Tommy Mulgrew

Personal information
- Full name: Thomas Mulgrew
- Date of birth: 13 April 1929
- Place of birth: Motherwell, Scotland
- Date of death: 12 January 2016 (aged 86)
- Place of death: Northampton, England
- Position: Forward

Youth career
- Cleland Juniors

Senior career*
- Years: Team / Apps / (Gls)
- 1948–1949: Greenock Morton
- 1949–1952: Northampton Town / 8 / (1)
- 1952–1954: Newcastle United / 14 / (1)
- 1954–1962: Southampton / 293 / (90)
- 1962–1965: Aldershot / 112 / (2)
- 1965–????: Andover

= Tommy Mulgrew =

Scottish footballer (1929-2016)

Thomas Mulgrew (13 April 1929 – 12 January 2016) was a Scottish professional footballer who played most of his career as an inside forward, for Southampton.

==Playing career==
Born in Motherwell, he started his football career with Morton in March 1948, before moving to England firstly with Northampton (from July 1949). In October 1952 he joined Newcastle where he made fourteen First Division appearances but found it difficult to claim a regular place, having to compete with Reg Davies and Ivor Broadis.

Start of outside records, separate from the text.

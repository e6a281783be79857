//! Single-page PDF chat: upload a document, index it, and talk to an LLM
//! grounded on its content.

pub mod chat_loop;
pub mod config;
pub mod document_loader;
pub mod engine_init;
pub mod error;
pub mod handlers;
pub mod page;
pub mod render;
pub mod routes;
pub mod services;
pub mod session;
pub mod state;
pub mod upload_tracker;
pub mod view;

#[cfg(test)]
mod testing;

use axum::Router;

use crate::config::AppConfig;
use crate::error::AppError;
use crate::services::Services;
use crate::state::AppState;

/// Builds the full application, or a router that only shows the startup
/// error when the configuration is unusable.
pub fn build_app(lookup: &dyn Fn(&str) -> Option<String>) -> Router {
    match configure(lookup) {
        Ok((config, services)) => routes::create_router(AppState::new(services, &config)),
        Err(err) => {
            log::error!("{}", err);
            routes::halted_router(err.to_string())
        }
    }
}

fn configure(lookup: &dyn Fn(&str) -> Option<String>) -> Result<(AppConfig, Services), AppError> {
    let config = AppConfig::from_lookup(lookup)?;
    let services = Services::from_config(&config)?;
    Ok((config, services))
}
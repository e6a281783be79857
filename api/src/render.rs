//! One render pass: apply the interaction, then run the upload tracker,
//! loader, initializer and chat loop in order against the session.

use crate::chat_loop;
use crate::document_loader;
use crate::engine_init::{self, INITIALIZED_NOTICE, INITIALIZE_FAILED_HINT};
use crate::services::Services;
use crate::session::{SessionState, UploadedFile};
use crate::upload_tracker::track_upload;
use crate::view::{Banner, PageView};

#[derive(Debug)]
pub enum Interaction {
    Refresh,
    SelectFile(UploadedFile),
    RemoveFile,
    Initialize,
    Submit(String),
}

pub async fn render(state: &mut SessionState, interaction: Interaction, services: &Services) -> PageView {
    let mut banners = Vec::new();
    let mut initialize_clicked = false;
    let mut submitted = None;

    match interaction {
        Interaction::Refresh => {}
        Interaction::SelectFile(file) => {
            log::info!("File selected: {} ({} bytes)", file.name, file.bytes.len());
            state.file_input = Some(file);
        }
        Interaction::RemoveFile => state.file_input = None,
        Interaction::Initialize => initialize_clicked = true,
        Interaction::Submit(text) => submitted = Some(text),
    }

    if let Some(notice) = track_upload(state) {
        banners.push(Banner::success(notice));
    }

    match document_loader::ensure_loaded(state, &services.reader).await {
        Ok(Some(name)) => banners.push(Banner::success(format!(
            "File '{}' uploaded and loaded successfully!",
            name
        ))),
        Ok(None) => {}
        Err(err) => banners.push(Banner::error(err.to_string())),
    }

    state.refresh_flags();

    if initialize_clicked {
        if state.flags.initialize_enabled {
            match engine_init::initialize_engine(state, services).await {
                Ok(()) => banners.push(Banner::success(INITIALIZED_NOTICE)),
                Err(err) => {
                    banners.push(Banner::error(err.to_string()));
                    banners.push(Banner::error(INITIALIZE_FAILED_HINT));
                }
            }
        } else {
            log::debug!("Ignoring initialize request without a file");
        }
    }

    if let Some(text) = submitted {
        if let Err(err) = chat_loop::submit(state, &text).await {
            banners.push(Banner::error(err.to_string()));
        }
    }

    state.refresh_flags();
    PageView::from_state(state, banners)
}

In July 1954, Southampton's manager George Roughton paid £12,000 to bring Mulgrew and Billy Foulkes to The Dell of which £7,000 was attributed to Mulgrew. He scored 15 seconds into his debut on 21 August 1954 at home to Brentford (won by Saints 6–4); this was the fastest-ever goal scored at The Dell.

Mulgrew went on to score eight league goals that season, as Saints narrowly missed out on promotion to the Second Division. Although Mulgrew showed promise, this was largely unfulfilled and he did not score consistently. According to Holley & Chalk he was "a real glutton for fetching and carrying." "There was no doubt that Tommy was not only a crowd favourite but popular with his colleagues as well".

He became the first player to be sent off for Southampton for 21 years in a match at home to Coventry over Christmas 1954.

His career at Southampton spanned eight seasons during which he scored 90 league goals in 293 appearances placing him 10th on the club's list of all-time league goal-scorers. He also played 37 cup and friendly games, scoring 10 goals to bring his total goals scored for the Saints to a round century.

In August 1962, after a dispute over terms, he moved to Aldershot, where he played 112 league games, before he joined Andover in August 1965. He had a brief spell in non-league football before moving to Northampton, where he worked in a steel factory in Rothwell until his retirement. He lived in Northampton with his wife until his death in January 2016.